Diving in Socorro Island & Revillagigedos Archipelago – All You Need to Know Before You Go
Socorro Island, officially called Revillagigedo National Park, is a remote island archipelago that emerges from the abyssal depths off the Mexican coast in the middle of the Pacific Ocean. This underwater paradise, also called “Mexican Galapagos”, is abundant in big marine life and you are sure to have an unforgettable dream-like experience! Read on to learn more.
Where exactly are the Socorro Islands located?

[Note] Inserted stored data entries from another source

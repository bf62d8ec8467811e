//! Find regions of a noisy target that resemble a pure tone reference.

use audiosim_core::{
    AnalysisConfig, Region, SampleBuffer, SearchParameters, SimilarityAnalyzer,
};
use std::f32::consts::PI;

fn main() -> Result<(), Box<dyn std::error::Error>> {
    tracing_subscriber::fmt()
        .with_max_level(tracing::Level::DEBUG)
        .init();

    let sample_rate = 44100u32;
    let config = AnalysisConfig {
        block_size: 4096,
        ..AnalysisConfig::default()
    };
    let analyzer = SimilarityAnalyzer::new(config)?;

    // one second of a 440 Hz tone as the reference excerpt
    let tone = |i: usize| (2.0 * PI * 440.0 * i as f32 / sample_rate as f32).sin() * 0.4;
    let reference = SampleBuffer::from_mono((0..44100).map(tone).collect(), sample_rate)?;

    // target: tone, then noise, then the tone again
    let mut samples: Vec<f32> = (0..88200).map(tone).collect();
    samples.extend((0..88200u64).map(|i| ((i * 2654435761) % 10007) as f32 / 10007.0 - 0.5));
    samples.extend((0..88200).map(tone));
    let target = SampleBuffer::from_mono(samples, sample_rate)?;

    let curve = analyzer.analyze(&reference, Region::full(), &target)?;
    println!("scored {} blocks, max distance {:.4}", curve.len(), curve.max_distance());

    let search = SearchParameters {
        num_regions: 2,
        coverage: 0.66,
        width_filter: None,
    };
    let outcome = analyzer.search_grid(&curve, &search)?;

    println!(
        "threshold {:.2} (cost {:.3}, converged: {})",
        outcome.params.threshold, outcome.cost, outcome.converged
    );
    let duration = target.duration_seconds();
    for region in &outcome.regions {
        println!(
            "similar region: {:.2}s - {:.2}s",
            region.start() * duration,
            region.end() * duration
        );
    }

    Ok(())
}
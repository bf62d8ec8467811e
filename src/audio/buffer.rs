// src/audio/buffer.rs
//! Multi-channel sample buffer

use crate::error::{AnalysisError, AnalysisResult};

/// Fully materialized multi-channel audio buffer
///
/// All channels hold the same number of f32 samples, nominally normalized to
/// [-1.0, 1.0]. The buffer carries its own sample rate so downstream
/// consumers (mel filterbank construction, export) never have to assume one.
#[derive(Debug, Clone)]
pub struct SampleBuffer {
    channels: Vec<Vec<f32>>,
    sample_rate: u32,
}

impl SampleBuffer {
    /// Create a buffer from per-channel sample vectors
    ///
    /// # Errors
    ///
    /// Returns `AnalysisError::InvalidInput` if there are no channels, any
    /// channel is empty, channel lengths differ, or the sample rate is zero.
    pub fn new(channels: Vec<Vec<f32>>, sample_rate: u32) -> AnalysisResult<Self> {
        if channels.is_empty() {
            return Err(AnalysisError::InvalidInput(
                "buffer must have at least one channel".to_string(),
            ));
        }
        if sample_rate == 0 {
            return Err(AnalysisError::InvalidInput(
                "sample rate must be non-zero".to_string(),
            ));
        }
        let len = channels[0].len();
        if len == 0 {
            return Err(AnalysisError::InvalidInput(
                "channels must contain samples".to_string(),
            ));
        }
        if channels.iter().any(|ch| ch.len() != len) {
            return Err(AnalysisError::InvalidInput(format!(
                "all channels must have the same length (expected {})",
                len
            )));
        }
        Ok(Self {
            channels,
            sample_rate,
        })
    }

    /// Create a single-channel buffer
    pub fn from_mono(samples: Vec<f32>, sample_rate: u32) -> AnalysisResult<Self> {
        Self::new(vec![samples], sample_rate)
    }

    /// Number of channels
    pub fn num_channels(&self) -> usize {
        self.channels.len()
    }

    /// Number of samples per channel
    pub fn num_samples(&self) -> usize {
        self.channels[0].len()
    }

    /// Sample rate in Hz
    pub fn sample_rate(&self) -> u32 {
        self.sample_rate
    }

    /// Samples of one channel
    ///
    /// # Panics
    ///
    /// Panics if `index` is out of range.
    pub fn channel(&self, index: usize) -> &[f32] {
        &self.channels[index]
    }

    /// Total duration in seconds
    pub fn duration_seconds(&self) -> f32 {
        self.num_samples() as f32 / self.sample_rate as f32
    }
}

#[cfg(test)]
mod tests {
    use super::*;

    #[test]
    fn test_valid_buffer() {
        let buffer = SampleBuffer::new(vec![vec![0.0; 100], vec![0.0; 100]], 44100).unwrap();
        assert_eq!(buffer.num_channels(), 2);
        assert_eq!(buffer.num_samples(), 100);
        assert_eq!(buffer.sample_rate(), 44100);
    }

    #[test]
    fn test_mismatched_channel_lengths_rejected() {
        let result = SampleBuffer::new(vec![vec![0.0; 100], vec![0.0; 99]], 44100);
        assert!(matches!(result, Err(AnalysisError::InvalidInput(_))));
    }

    #[test]
    fn test_empty_buffer_rejected() {
        assert!(SampleBuffer::new(vec![], 44100).is_err());
        assert!(SampleBuffer::new(vec![vec![]], 44100).is_err());
        assert!(SampleBuffer::from_mono(vec![0.0; 10], 0).is_err());
    }

    #[test]
    fn test_duration() {
        let buffer = SampleBuffer::from_mono(vec![0.0; 22050], 44100).unwrap();
        assert!((buffer.duration_seconds() - 0.5).abs() < 1e-6);
    }
}
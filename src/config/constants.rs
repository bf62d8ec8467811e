// src/config/constants.rs
//! Pipeline-wide numeric constants

/// Block size in samples, also used as FFT size
pub const DEFAULT_BLOCK_SIZE: usize = 8192;

/// Number of MFCC coefficients, equal to the number of mel filter banks
pub const MFCC_NUM_COEFFICIENTS: usize = 12;

/// Lower edge of the mel filterbank in Hz
pub const MEL_FILTER_MIN_HZ: f32 = 200.0;

/// Upper edge of the mel filterbank in Hz, clamped to Nyquist at build time
pub const MEL_FILTER_MAX_HZ: f32 = 8000.0;

/// Number of threshold increments swept by grid search
pub const SEARCH_GRID_SIZE: usize = 100;

/// Non-improving iterations tolerated by the halving search before it
/// returns its best effort
pub const SEARCH_STALL_LIMIT: usize = 100;

/// Cost weight on the squared region-count deviation
pub const COST_WEIGHT_REGION_COUNT: f32 = 1.0;

/// Cost weight on the squared coverage deviation
pub const COST_WEIGHT_COVERAGE: f32 = 2.0;

/// Scale applied to the connection-width parameter; a fractional parameter
/// maps to a gap of up to `p * 50 + 1` blocks
pub const CONNECTION_WIDTH_SCALE: f32 = 50.0;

The island is volcanic in origin and is located about 250 miles off the coast of Cabo San Lucas, the extreme tip of the Baja California peninsula. A point where two nutrient-rich ocean currents meet, making the archipelago a unique intersection for species from different areas. There’s, even more, to be excited about. Here’s more on what marine life you can see when diving in Socorro, curated by our marine biologist Olimpia.
The Revillagigedo Archipelago is composed of three main islands and an islet: Socorro, the largest island where the Evermann volcano is located, San Benedico, famous for the giant manta rays that gather in groups from November to May, Roca Partida, the tip of a submerged volcano, and Clarion the furthest one from the coast. You can see them on the Revillagigedo islands map above.
The cruise to the remote Socorro archipelago takes place among these islands of volcanic origin where the greatest spectacle is provided by the sea. The sea offers volcanic landscapes, arches and an abundance of pelagic fish, many varieties of sharks (more than 28 species… that we know of) and wahoo attracted to these waters by the high presence of nourishment.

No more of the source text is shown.